Friday, October 14, 2011

Exemplar Hospitals for Late-Life Care

Geisinger Medical Center, in Danville, Pa., has become a favorite of President Obama when he discusses models of health care delivery worthy of emulation (so has Mayo Clinic and several others, but that's a subject for another post). It set me to wondering: how well does their (Geisinger) model translate into late-life care? Using data of palliative outcome measures drawn from the Dartmouth Medical Atlas, the research staff at DAI Palliative Care Group compiled a Hospital Palliative Performance Profile for Geisinger. Not unexpectedly, Geisinger produced a Palliative Performance Score of 105, earning it an A Grade and Exemplar Hospital status. Geisinger scored well in deaths by location (its patients were 8% less likely to die in the hospital than the national average) but where its performance stood out was in avoiding use of the ICU during a decedent’s last six months of life (Geisinger’s rate was less than half of the national average).

The DAI staff identified at least two other Exemplar Hospitals in Pennsylvania – Lancaster General Hospital (Lancaster) and Susquehanna Health System (Williamsport).
Susquehanna’s score dazzled us – 130, one of the highest in the nation.
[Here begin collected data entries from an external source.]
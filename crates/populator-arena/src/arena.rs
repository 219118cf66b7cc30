//! The [`Arena`] handle and its allocate/free/reallocate/duplicate primitives.

use std::fmt;
use std::sync::atomic::{AtomicUsize, Ordering};
use std::sync::Arc;

use crate::backend::AllocBackend;
use crate::block::Block;
use crate::config::ArenaConfig;
use crate::error::ArenaError;

/// State shared by an arena and every block it handed out.
pub(crate) struct ArenaShared {
    backend: Arc<dyn AllocBackend>,
    live_blocks: AtomicUsize,
    live_bytes: AtomicUsize,
    failed_requests: AtomicUsize,
}

impl ArenaShared {
    pub(crate) fn release(&self, size: usize) {
        self.backend.release(size);
        self.live_blocks.fetch_sub(1, Ordering::AcqRel);
        self.live_bytes.fetch_sub(size, Ordering::AcqRel);
    }
}

/// Point-in-time counters for an arena.
#[derive(Clone, Copy, Debug, Default, PartialEq, Eq)]
pub struct ArenaStats {
    /// Blocks handed out and not yet dropped.
    pub live_blocks: usize,
    /// Bytes of capacity held by live blocks.
    pub live_bytes: usize,
    /// Requests the backend refused since creation.
    pub failed_requests: usize,
}

/// Thread-safe allocator handle.
///
/// Cloning is cheap and every clone draws from the same backend and
/// counters. All operations take `&self` and may be called concurrently
/// from any number of threads.
#[derive(Clone)]
pub struct Arena {
    shared: Arc<ArenaShared>,
}

// Compile-time assertion: Arena must be Send + Sync.
const _: fn() = || {
    fn assert<T: Send + Sync>() {}
    assert::<Arena>();
    assert::<Block>();
};

impl Arena {
    /// Create an arena from a configuration.
    pub fn new(config: &ArenaConfig) -> Self {
        Self::with_backend(config.backend())
    }

    /// Create an arena over an explicit backend.
    pub fn with_backend(backend: Arc<dyn AllocBackend>) -> Self {
        Self {
            shared: Arc::new(ArenaShared {
                backend,
                live_blocks: AtomicUsize::new(0),
                live_bytes: AtomicUsize::new(0),
                failed_requests: AtomicUsize::new(0),
            }),
        }
    }

    /// Allocate a block of `size` bytes. A zero-size request is
    /// normalised to one byte.
    ///
    /// The returned block has `len == capacity`. Its contents are
    /// unspecified; use [`zeroed_allocate`](Self::zeroed_allocate) when
    /// zero bytes are required.
    pub fn allocate(&self, size: usize) -> Result<Block, ArenaError> {
        let size = size.max(1);
        let data = self
            .acquire(size)
            .ok_or(ArenaError::AllocationFailed { requested: size })?;
        Ok(Block::new(data, size, Arc::clone(&self.shared)))
    }

    /// Allocate a block of `size` zero bytes. A zero-size request is
    /// normalised to one byte.
    pub fn zeroed_allocate(&self, size: usize) -> Result<Block, ArenaError> {
        let mut block = self.allocate(size)?;
        block.as_bytes_mut().fill(0);
        Ok(block)
    }

    /// Release a block. `None` is a no-op.
    ///
    /// Dropping a block has the same effect; this exists for call sites
    /// that hold an optional block.
    pub fn free(&self, block: Option<Block>) {
        drop(block);
    }

    /// Resize `block` to `size` bytes, preserving its leading contents.
    ///
    /// `None` behaves like [`allocate`](Self::allocate). There is no safe
    /// rollback for a caller that cannot continue without the larger
    /// region, so a backend refusal is logged and the process aborts.
    /// Job-scoped buffers use [`try_reallocate`](Self::try_reallocate).
    pub fn reallocate(&self, block: Option<Block>, size: usize) -> Block {
        match self.try_reallocate(block, size) {
            Ok(block) => block,
            Err(err) => {
                tracing::error!(requested = err.requested(), "arena reallocation failed");
                eprintln!("populator: fatal: {err}");
                std::process::abort()
            }
        }
    }

    /// Resize `block` to `size` bytes, preserving its leading contents.
    ///
    /// On failure the original block is released and
    /// [`ArenaError::ReallocationFailed`] is returned.
    pub fn try_reallocate(&self, block: Option<Block>, size: usize) -> Result<Block, ArenaError> {
        let Some(old) = block else {
            return self.allocate(size).map_err(|err| ArenaError::ReallocationFailed {
                requested: err.requested(),
            });
        };
        let size = size.max(1);
        let data = self
            .acquire(size)
            .ok_or(ArenaError::ReallocationFailed { requested: size })?;
        let mut grown = Block::new(data, size, Arc::clone(&self.shared));
        let keep = old.len().min(size);
        grown.as_bytes_mut()[..keep].copy_from_slice(&old.as_bytes()[..keep]);
        drop(old);
        Ok(grown)
    }

    /// Copy `bytes` into a fresh block.
    ///
    /// The block's length is `bytes.len()`; one extra byte of capacity
    /// is reserved as a terminator, so even an empty copy owns a region.
    pub fn duplicate(&self, bytes: &[u8]) -> Result<Block, ArenaError> {
        let mut block = self.zeroed_allocate(bytes.len() + 1)?;
        block.as_bytes_mut()[..bytes.len()].copy_from_slice(bytes);
        block.set_len(bytes.len());
        Ok(block)
    }

    /// Optional form of [`duplicate`](Self::duplicate): `None` in, `None` out.
    pub fn duplicate_string(&self, bytes: Option<&[u8]>) -> Result<Option<Block>, ArenaError> {
        bytes.map(|b| self.duplicate(b)).transpose()
    }

    /// Current counters.
    pub fn stats(&self) -> ArenaStats {
        ArenaStats {
            live_blocks: self.shared.live_blocks.load(Ordering::Acquire),
            live_bytes: self.shared.live_bytes.load(Ordering::Acquire),
            failed_requests: self.shared.failed_requests.load(Ordering::Acquire),
        }
    }

    /// Whether two handles draw from the same arena.
    pub fn ptr_eq(&self, other: &Arena) -> bool {
        Arc::ptr_eq(&self.shared, &other.shared)
    }

    fn acquire(&self, size: usize) -> Option<Box<[u8]>> {
        match self.shared.backend.acquire(size) {
            Some(data) => {
                self.shared.live_blocks.fetch_add(1, Ordering::AcqRel);
                self.shared.live_bytes.fetch_add(size, Ordering::AcqRel);
                Some(data)
            }
            None => {
                self.shared.failed_requests.fetch_add(1, Ordering::AcqRel);
                tracing::warn!(requested = size, "arena allocation refused by backend");
                None
            }
        }
    }
}

impl Default for Arena {
    fn default() -> Self {
        Self::new(&ArenaConfig::default())
    }
}

impl fmt::Debug for Arena {
    fn fmt(&self, f: &mut fmt::Formatter<'_>) -> fmt::Result {
        f.debug_struct("Arena")
            .field("backend", &self.shared.backend)
            .field("stats", &self.stats())
            .finish()
    }
}
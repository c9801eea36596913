//! Metadata verification: reduce the fetched snapshot into per-tablet and
//! per-table health verdicts.
//!
//! Per tablet, observations accumulate into three buckets with fixed
//! precedence in the printed report: warnings, then errors, then infos.
//! Infos are only printed for tablets that have problems; a tablet with any
//! warning or error is "bad", and a table with any bad tablet is bad.

use tracing::debug;

use crate::check::CheckError;
use crate::cluster::{Cluster, Table, Tablet, TabletState};
use crate::filter::matches_any_pattern;
use crate::output::OutputSink;

/// Smallest replica count that constitutes a majority of `num_replicas`
/// voters.
pub fn majority_size(num_replicas: usize) -> usize {
    num_replicas / 2 + 1
}

/// Checks every table matching `table_filters` and prints a verdict for
/// each. Returns `Corruption` with the bad-table count if any table has a
/// bad tablet.
pub fn check_tables_consistency(
    cluster: &Cluster,
    table_filters: &[String],
    tablet_id_filters: &[String],
    check_replica_count: bool,
    output: &OutputSink,
) -> Result<(), CheckError> {
    let mut tables_checked = 0usize;
    let mut bad_tables = 0usize;
    for table in &cluster.tables {
        if !matches_any_pattern(table_filters, &table.name) {
            debug!(table = %table.name, "skipping table");
            continue;
        }
        tables_checked += 1;
        if !verify_table(cluster, table, tablet_id_filters, check_replica_count, output) {
            bad_tables += 1;
        }
    }

    if tables_checked == 0 {
        output.info("The cluster doesn't have any matching tables");
        return Ok(());
    }

    if bad_tables == 0 {
        output.info(&format!(
            "The metadata for {} table(s) is HEALTHY",
            tables_checked
        ));
        Ok(())
    } else {
        output.warn(&format!(
            "{} out of {} table(s) are not in a healthy state",
            bad_tables, tables_checked
        ));
        Err(CheckError::Corruption(format!(
            "{} table(s) are bad",
            bad_tables
        )))
    }
}

fn verify_table(
    cluster: &Cluster,
    table: &Table,
    tablet_id_filters: &[String],
    check_replica_count: bool,
    output: &OutputSink,
) -> bool {
    let tablets: Vec<&Tablet> = table
        .tablets
        .iter()
        .filter(|t| matches_any_pattern(tablet_id_filters, &t.id))
        .collect();
    if tablets.is_empty() {
        output.info(&format!("Table {} has 0 matching tablets", table.name));
        return true;
    }

    debug!(
        table = %table.name,
        tablets = tablets.len(),
        num_replicas = table.num_replicas,
        "verifying table"
    );

    let mut bad_tablets = 0usize;
    for tablet in &tablets {
        if !verify_tablet(cluster, table, tablet, check_replica_count, output) {
            bad_tablets += 1;
        }
    }
    if bad_tablets == 0 {
        output.info(&format!(
            "Table {} is HEALTHY ({} tablets checked)",
            table.name,
            tablets.len()
        ));
        true
    } else {
        output.warn(&format!(
            "Table {} has {} bad tablets",
            table.name, bad_tablets
        ));
        false
    }
}

/// Reduces one tablet's replicas into a verdict, printing the diagnostic
/// block when anything is off. Returns true iff the tablet is clean.
fn verify_tablet(
    cluster: &Cluster,
    table: &Table,
    tablet: &Tablet,
    check_replica_count: bool,
    output: &OutputSink,
) -> bool {
    let tablet_str = format!("Tablet {} of table '{}'", tablet.id, table.name);
    let num_replicas = table.num_replicas as usize;

    let mut warnings: Vec<String> = Vec::new();
    let mut errors: Vec<String> = Vec::new();
    let mut infos: Vec<String> = Vec::new();

    if check_replica_count && tablet.replicas.len() != num_replicas {
        warnings.push(format!(
            "{} has {} instead of {} replicas",
            tablet_str,
            tablet.replicas.len(),
            num_replicas
        ));
    }

    let mut leaders_count = 0usize;
    let mut followers_count = 0usize;
    let mut alive_count = 0usize;
    let mut running_count = 0usize;
    for replica in &tablet.replicas {
        // Agreement check between the master's placement and the hosting
        // server's own view of the tablet.
        let ts = cluster.tablet_servers.get(&replica.ts_uuid);
        match ts {
            Some(ts) if ts.is_healthy() => {
                alive_count += 1;
                let state = ts.replica_state(&tablet.id);
                match state {
                    TabletState::Running => {
                        debug!(ts = %ts, tablet = %tablet.id, "replica is RUNNING");
                        running_count += 1;
                        infos.push(format!("OK state on TS {}: {}", ts, state));
                    }
                    TabletState::Unknown => {
                        warnings.push(format!(
                            "Missing a tablet replica on tablet server {}",
                            ts
                        ));
                    }
                    _ => {
                        let report = ts
                            .tablet_report(&tablet.id)
                            .expect("non-UNKNOWN state without a report");
                        warnings.push(format!(
                            "Bad state on TS {}: {}\n  Last status: {}\n  Data state:  {}",
                            ts, state, report.last_status, report.data_state
                        ));
                    }
                }
            }
            _ => {
                // Either the master referenced a uuid missing from the
                // directory, or the server could not be fetched.
                let ts_str = ts
                    .map(|ts| ts.to_string())
                    .unwrap_or_else(|| replica.ts_uuid.clone());
                warnings.push(format!(
                    "Should have a replica on TS {}, but TS is unavailable",
                    ts_str
                ));
            }
        }
        if replica.role.is_leader() {
            leaders_count += 1;
        } else if replica.role.is_follower() {
            followers_count += 1;
        }
    }

    if leaders_count == 0 {
        errors.push("No leader detected".to_string());
    }
    debug!(
        tablet = %tablet.id,
        leaders = leaders_count,
        followers = followers_count,
        "counted replica roles"
    );

    let majority = majority_size(num_replicas);
    if alive_count < majority {
        errors.push(format!(
            "{} does not have a majority of replicas on live tablet servers",
            tablet_str
        ));
    } else if running_count < majority {
        errors.push(format!(
            "{} does not have a majority of replicas in RUNNING state",
            tablet_str
        ));
    }

    let has_issues = !warnings.is_empty() || !errors.is_empty();
    if has_issues {
        output.warn(&format!("Detected problems with {}", tablet_str));
        output.err_line(&"-".repeat(60));
        for warning in &warnings {
            output.warn(warning);
        }
        for error in &errors {
            output.error(error);
        }
        for info in &infos {
            output.info(info);
        }
        output.err_line("");
    }

    !has_issues
}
There are seven palliative outcome measures used to develop the Performance Profiles – Susquehanna scored better than the state and national averages in six of seven measures. For one measure, hospital days per decedent during the last six months of life, Susquehanna’s experience was nearly 40% better than the national rate. Surely, there must be lessons to be learned here, practices to be emulated.

Could it be that an Accountable Palliative Care Organization (APCO) has evolved over the past decade, under the leadership of a chief palliative care officer in the Williamsport community? Is there a “bellwether” HPM practice which contributes to the Hospital’s exemplar status? Suffice it to say, for the present, that there are exemplar hospitals and communities whose performance in late-life care suggests that there remains considerable room for improvement for most hospitals, and in most communities.

1 comment:

Stephen Tweed said...

Great article Tim. What do Geisinger, Mayo, and Cleveland Clinic all have in common? They are all physician run group practices. What can we learn from that?